In memoriam George Dodd

Our community lost one of its early members recently.

One of the most widely cited papers among the ISOCS community is a paper by Persaud and Dodd published in Nature in 1982 that influenced many in the development of electronic nose technology [1]. 

George Dodd was interested in perfumes as a teenager and went on to study Chemistry at Trinity College, Dublin with research projects on molecules found in essential oils. He then began research on small molecules binding to proteins at the University of Oxford and gained a D.Phil (Ph.D) under the supervision of Sir George Radda, publishing a seminal paper in 1969 determining the rate of allosteric transition in the regulatory enzyme glutamate dehydrogenase by a method new in the 1960s, the fluorescence of an environmentally sensitive extrinsic probe.
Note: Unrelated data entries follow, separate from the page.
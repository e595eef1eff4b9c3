use std::sync::Arc;
use serde::{Deserialize, Serialize};
use crop_core::{Artifact, ArtifactStore, Classifier, Crop, Result, FEATURE_COUNT};
use tracing::debug;

pub mod dummy;
pub mod forest;
pub mod naive_bayes;
pub mod tree;

pub use dummy::ConstantModel;
pub use forest::RandomForest;
pub use naive_bayes::GaussianNb;
pub use tree::{DecisionTree, Node};

pub const FORMAT_VERSION: u32 = 1;

#[derive(Debug, Clone, PartialEq, Serialize, Deserialize)]
#[serde(tag = "kind", rename_all = "snake_case")]
pub enum Estimator {
    DecisionTree(DecisionTree),
    RandomForest(RandomForest),
    GaussianNb(GaussianNb),
}

/// JSON model file: a small header plus one estimator, e.g.
/// `{"format_version": 1, "n_features": 7, "n_classes": 22, "estimator": {"kind": "random_forest", "trees": [...]}}`.
///
/// The header must match the feature layout and the crop label table.
#[derive(Debug, Clone, PartialEq, Serialize, Deserialize)]
pub struct ModelArtifact {
    pub format_version: u32,
    pub n_features: usize,
    pub n_classes: usize,
    pub estimator: Estimator,
}

impl ModelArtifact {
    pub fn new(estimator: Estimator) -> Self {
        Self {
            format_version: FORMAT_VERSION,
            n_features: FEATURE_COUNT,
            n_classes: Crop::COUNT,
            estimator,
        }
    }

    pub fn from_slice(bytes: &[u8]) -> Result<Self> {
        serde_json::from_slice(bytes).map_err(|e| Artifact::Model.error(e))
    }

    pub fn to_vec(&self) -> Result<Vec<u8>> {
        Ok(serde_json::to_vec(self)?)
    }

    pub fn validate(&self) -> Result<()> {
        if self.format_version != FORMAT_VERSION {
            return Err(Artifact::Model.error(format!(
                "unsupported format_version {}, expected {}",
                self.format_version, FORMAT_VERSION
            )));
        }
        if self.n_features != FEATURE_COUNT {
            return Err(Artifact::Model.error(format!(
                "model expects {} features, inputs have {}",
                self.n_features, FEATURE_COUNT
            )));
        }
        if self.n_classes != Crop::COUNT {
            return Err(Artifact::Model.error(format!(
                "model has {} classes but the label table has {}",
                self.n_classes,
                Crop::COUNT
            )));
        }
        let shape = match &self.estimator {
            Estimator::DecisionTree(m) => m.validate(self.n_features, self.n_classes),
            Estimator::RandomForest(m) => m.validate(self.n_features, self.n_classes),
            Estimator::GaussianNb(m) => m.validate(self.n_features, self.n_classes),
        };
        shape.map_err(|e| Artifact::Model.error(e))
    }

    pub fn into_classifier(self) -> Result<Arc<dyn Classifier>> {
        self.validate()?;
        let model: Arc<dyn Classifier> = match self.estimator {
            Estimator::DecisionTree(m) => Arc::new(m),
            Estimator::RandomForest(m) => Arc::new(m),
            Estimator::GaussianNb(m) => Arc::new(m),
        };
        Ok(model)
    }
}

pub fn load_model(bytes: &[u8]) -> Result<Arc<dyn Classifier>> {
    let model = ModelArtifact::from_slice(bytes)?.into_classifier()?;
    debug!(model = model.name(), classes = model.n_classes(), "model deserialized");
    Ok(model)
}

pub async fn load_from_store(store: &dyn ArtifactStore) -> Result<Arc<dyn Classifier>> {
    let bytes = store.read(Artifact::Model).await?;
    load_model(&bytes)
}

/// Index of the largest value; ties resolve to the lowest index.
pub(crate) fn argmax(values: &[f64]) -> Option<usize> {
    let mut best: Option<(usize, f64)> = None;
    for (i, &v) in values.iter().enumerate() {
        match best {
            Some((_, b)) if v <= b => {}
            _ => best = Some((i, v)),
        }
    }
    best.map(|(i, _)| i)
}
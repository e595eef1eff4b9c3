pub mod error;
pub mod models;
pub mod storage;
pub mod types;

pub use error::{Error, Result};
pub use models::Classifier;
pub use storage::{Artifact, ArtifactStore};
pub use types::{
    Crop, FeatureVector, Page, PageRequest, Prediction, PredictionInput, FEATURE_COUNT,
    FEATURE_NAMES, MAX_PAGE_SIZE,
};

pub mod prelude {
    pub use crate::{Artifact, ArtifactStore, Classifier, Crop, Error, PredictionInput, Result};
}
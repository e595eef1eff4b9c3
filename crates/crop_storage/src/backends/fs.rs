use std::path::Path;
use async_trait::async_trait;
use crop_core::{Artifact, ArtifactStore, Result};
use tracing::debug;
use crate::StoreConfig;

/// Reads every artifact straight from disk on each call.
#[derive(Debug, Clone)]
pub struct FsStore {
    config: StoreConfig,
}

impl FsStore {
    pub fn new(config: StoreConfig) -> Self {
        Self { config }
    }

    pub fn path(&self, artifact: Artifact) -> &Path {
        match artifact {
            Artifact::Model => &self.config.model_path,
            Artifact::Dataset => &self.config.dataset_path,
            Artifact::Notebook => &self.config.notebook_path,
        }
    }
}

#[async_trait]
impl ArtifactStore for FsStore {
    async fn read(&self, artifact: Artifact) -> Result<Vec<u8>> {
        let path = self.path(artifact);
        debug!(%artifact, path = %path.display(), "reading artifact");
        tokio::fs::read(path)
            .await
            .map_err(|e| artifact.error(format!("{}: {}", path.display(), e)))
    }

    fn location(&self, artifact: Artifact) -> String {
        self.path(artifact).display().to_string()
    }
}

#[cfg(test)]
mod tests {
    use super::*;
    use crop_core::Error;
    use std::io::Write;

    #[tokio::test]
    async fn test_fs_store_reads_configured_paths() {
        let dir = tempfile::tempdir().unwrap();
        let dataset_path = dir.path().join("data.csv");
        let mut file = std::fs::File::create(&dataset_path).unwrap();
        file.write_all(b"N,label\n1,rice\n").unwrap();

        let store = FsStore::new(StoreConfig {
            model_path: dir.path().join("missing.json"),
            dataset_path: dataset_path.clone(),
            notebook_path: dir.path().join("missing.ipynb"),
        });

        let bytes = store.read(Artifact::Dataset).await.unwrap();
        assert_eq!(bytes, b"N,label\n1,rice\n");
        assert_eq!(store.location(Artifact::Dataset), dataset_path.display().to_string());
    }

    #[tokio::test]
    async fn test_fs_store_missing_files() {
        let dir = tempfile::tempdir().unwrap();
        let store = FsStore::new(StoreConfig {
            model_path: dir.path().join("model.json"),
            dataset_path: dir.path().join("data.csv"),
            notebook_path: dir.path().join("nb.ipynb"),
        });

        assert!(matches!(
            store.read(Artifact::Model).await,
            Err(Error::ArtifactUnavailable(_))
        ));
        assert!(matches!(store.read(Artifact::Dataset).await, Err(Error::Read(_))));
        assert!(matches!(store.read(Artifact::Notebook).await, Err(Error::Read(_))));
    }
}
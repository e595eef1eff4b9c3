use std::fmt;
use std::sync::Arc;
use crop_core::{Artifact, ArtifactStore, Classifier, Crop, Error, PredictionInput, Result};
use tracing::{debug, info, warn};
use crate::models::{load_from_store, load_model};
use crate::ModelLoading;

/// Turns soil and climate measurements into a crop label.
pub struct PredictionService {
    store: Arc<dyn ArtifactStore>,
    preloaded: Option<Arc<dyn Classifier>>,
}

impl fmt::Debug for PredictionService {
    fn fmt(&self, f: &mut fmt::Formatter<'_>) -> fmt::Result {
        f.debug_struct("PredictionService")
            .field("model", &self.store.location(Artifact::Model))
            .field("loading", &self.loading())
            .finish()
    }
}

impl PredictionService {
    /// Reads the model from `store` on every prediction.
    pub fn new(store: Arc<dyn ArtifactStore>) -> Self {
        Self { store, preloaded: None }
    }

    /// Serves every prediction from an already loaded model, which must cover
    /// exactly the crop label table.
    pub fn with_model(store: Arc<dyn ArtifactStore>, model: Arc<dyn Classifier>) -> Result<Self> {
        if model.n_classes() != Crop::COUNT {
            return Err(Artifact::Model.error(format!(
                "{} has {} classes but the label table has {}",
                model.name(),
                model.n_classes(),
                Crop::COUNT
            )));
        }
        Ok(Self {
            store,
            preloaded: Some(model),
        })
    }

    /// Builds the service for startup, checking the artifact against the label table.
    ///
    /// A missing artifact is only fatal when preloading. An artifact that exists
    /// but does not load is always fatal.
    pub async fn start(store: Arc<dyn ArtifactStore>, loading: ModelLoading) -> Result<Self> {
        let location = store.location(Artifact::Model);
        match loading {
            ModelLoading::Preload => {
                let model = load_from_store(store.as_ref()).await?;
                info!("🧠 Model preloaded from {} (using {})", location, model.name());
                Self::with_model(store, model)
            }
            ModelLoading::PerRequest => {
                let bytes = match store.read(Artifact::Model).await {
                    Ok(bytes) => bytes,
                    Err(e) => {
                        warn!("⚠️ {}; predictions will fail until it is available", e);
                        return Ok(Self::new(store));
                    }
                };
                let model = load_model(&bytes)?;
                info!("🧠 Model at {} verified (using {}), loading per request", location, model.name());
                Ok(Self::new(store))
            }
        }
    }

    pub fn loading(&self) -> ModelLoading {
        if self.preloaded.is_some() {
            ModelLoading::Preload
        } else {
            ModelLoading::PerRequest
        }
    }

    pub async fn model(&self) -> Result<Arc<dyn Classifier>> {
        match &self.preloaded {
            Some(model) => Ok(model.clone()),
            None => load_from_store(self.store.as_ref()).await,
        }
    }

    pub async fn predict(&self, input: &PredictionInput) -> Result<Crop> {
        input.validate()?;
        let model = self.model().await?;

        let batch = [input.to_features()];
        let classes = model.predict(&batch)?;
        let index = classes.first().copied().ok_or_else(|| {
            Error::Inference(format!("{} returned no prediction", model.name()))
        })?;
        let crop = Crop::for_class(index)?;

        debug!(model = model.name(), index, %crop, "prediction");
        Ok(crop)
    }
}

#[cfg(test)]
mod tests {
    use super::*;
    use crate::models::{ConstantModel, DecisionTree, Estimator, ModelArtifact, Node};
    use crop_storage::MemoryStore;

    fn rice_input() -> PredictionInput {
        PredictionInput {
            n: 90.0,
            p: 42.0,
            k: 43.0,
            temperature: 20.8,
            humidity: 82.0,
            ph: 6.5,
            rainfall: 202.9,
        }
    }

    fn one_hot(crop: Crop) -> Vec<f64> {
        let mut v = vec![0.0; Crop::COUNT];
        v[crop.index()] = 1.0;
        v
    }

    fn rainfall_tree() -> Vec<u8> {
        ModelArtifact::new(Estimator::DecisionTree(DecisionTree {
            nodes: vec![
                Node::Split { feature: 6, threshold: 150.0, left: 1, right: 2 },
                Node::Leaf { distribution: one_hot(Crop::Mothbeans) },
                Node::Leaf { distribution: one_hot(Crop::Rice) },
            ],
        }))
        .to_vec()
        .unwrap()
    }

    async fn store_with_model() -> Arc<MemoryStore> {
        let store = Arc::new(MemoryStore::new());
        store.insert(Artifact::Model, rainfall_tree()).await;
        store
    }

    #[tokio::test]
    async fn test_predict_reads_model_each_time() {
        let store = store_with_model().await;
        let service = PredictionService::new(store.clone());

        assert_eq!(service.predict(&rice_input()).await.unwrap(), Crop::Rice);
        let mut dry = rice_input();
        dry.rainfall = 40.0;
        assert_eq!(service.predict(&dry).await.unwrap(), Crop::Mothbeans);
        assert_eq!(store.reads(), 2);
    }

    #[tokio::test]
    async fn test_validation_happens_before_loading() {
        let store = store_with_model().await;
        let service = PredictionService::new(store.clone());
        let mut input = rice_input();
        input.ph = f64::NAN;

        let err = service.predict(&input).await.unwrap_err();
        assert!(matches!(err, Error::Validation(_)));
        assert_eq!(store.reads(), 0);
    }

    #[tokio::test]
    async fn test_missing_artifact() {
        let service = PredictionService::new(Arc::new(MemoryStore::new()));
        let err = service.predict(&rice_input()).await.unwrap_err();
        assert!(matches!(err, Error::ArtifactUnavailable(_)));
    }

    #[tokio::test]
    async fn test_index_out_of_range() {
        let store = Arc::new(MemoryStore::new());
        let service = PredictionService::with_model(
            store,
            Arc::new(ConstantModel::new(Crop::COUNT, Crop::COUNT)),
        )
        .unwrap();
        let err = service.predict(&rice_input()).await.unwrap_err();
        assert!(matches!(err, Error::IndexOutOfRange { index: 22, len: 22 }));
    }

    #[test]
    fn test_with_model_checks_label_table() {
        let store = Arc::new(MemoryStore::new());
        let err = PredictionService::with_model(store.clone(), Arc::new(ConstantModel::new(0, 30)))
            .unwrap_err();
        assert!(matches!(err, Error::ArtifactUnavailable(_)));
        assert!(err.to_string().contains("30 classes"));

        let service =
            PredictionService::with_model(store, Arc::new(ConstantModel::new(0, Crop::COUNT)))
                .unwrap();
        assert_eq!(service.loading(), ModelLoading::Preload);
    }

    #[tokio::test]
    async fn test_preload_reads_once() {
        let store = store_with_model().await;
        let service = PredictionService::start(store.clone(), ModelLoading::Preload)
            .await
            .unwrap();
        assert_eq!(service.loading(), ModelLoading::Preload);
        for _ in 0..3 {
            assert_eq!(service.predict(&rice_input()).await.unwrap(), Crop::Rice);
        }
        assert_eq!(store.reads(), 1);
    }

    #[tokio::test]
    async fn test_start_per_request() {
        let missing = PredictionService::start(Arc::new(MemoryStore::new()), ModelLoading::PerRequest)
            .await
            .unwrap();
        assert_eq!(missing.loading(), ModelLoading::PerRequest);

        assert!(PredictionService::start(Arc::new(MemoryStore::new()), ModelLoading::Preload)
            .await
            .is_err());

        let corrupt = Arc::new(MemoryStore::new());
        corrupt.insert(Artifact::Model, "{}").await;
        let err = PredictionService::start(corrupt, ModelLoading::PerRequest)
            .await
            .unwrap_err();
        assert!(matches!(err, Error::ArtifactUnavailable(_)));
    }
}
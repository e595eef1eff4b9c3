pub mod models;
pub mod service;

pub use models::{load_model, ModelArtifact};
pub use service::PredictionService;

/// When the model artifact is deserialized.
#[derive(Debug, Clone, Copy, PartialEq, Eq, Default)]
pub enum ModelLoading {
    /// Read and deserialize the artifact on every prediction.
    #[default]
    PerRequest,
    /// Load once at startup and share the instance read-only.
    Preload,
}

pub mod prelude {
    pub use super::models::{ConstantModel, Estimator, ModelArtifact};
    pub use super::{ModelLoading, PredictionService};
    pub use crop_core::{Crop, Error, PredictionInput, Result};
}
//! Classification of dialed digit sequences against the known-number set.

/// How a dialed candidate relates to the directory.
#[derive(Debug, Clone, Copy, PartialEq, Eq)]
pub enum DialMatch {
    /// Exactly a directory entry.
    Complete,
    /// A proper prefix of at least one entry; dialing can continue.
    Partial,
    /// No entry starts with the candidate.
    Invalid,
}

/// Read-only set of reachable numbers, fixed at startup.
#[derive(Debug, Clone)]
pub struct NumberDirectory {
    entries: Vec<String>,
}

impl NumberDirectory {
    pub fn new<I, S>(entries: I) -> Self
    where
        I: IntoIterator<Item = S>,
        S: Into<String>,
    {
        Self {
            entries: entries.into_iter().map(Into::into).collect(),
        }
    }

    pub fn classify(&self, candidate: &str) -> DialMatch {
        if self.entries.iter().any(|entry| entry == candidate) {
            return DialMatch::Complete;
        }
        if self
            .entries
            .iter()
            .any(|entry| entry.starts_with(candidate) && entry.len() > candidate.len())
        {
            return DialMatch::Partial;
        }
        DialMatch::Invalid
    }
}

impl Default for NumberDirectory {
    fn default() -> Self {
        Self::new(crate::config::KNOWN_NUMBERS)
    }
}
After working at Unilever in the Molecular Biophysics Research Group for three years, he joined the University of Warwick, UK, in 1971, founding the Warwick Olfactory Research Group, pioneering research on the molecular mechanisms involved in smell, olfactory physiology, the psychology of smell as well as artificial noses. I joined his group in 1976, was enthused with his love of the world of smell and inspired by him, worked on what would be the initial concepts of an artificial nose – now known as electronic noses. A keen master perfumer as well as an entrepreneur, he enjoyed working to create unique fragrances, opening a perfume studio “Craft Perfumes” in Stratford-upon-Avon in 1978. He collaborated with Steve Van Toller – a psychologist and former president of European Chemoreception Organisation (ECRO) who was also at Warwick,  publishing a book The Psychology and Biology of Perfumery (eds) Steve Van Toller & George H Dodd; Chapman and Hall; 1988.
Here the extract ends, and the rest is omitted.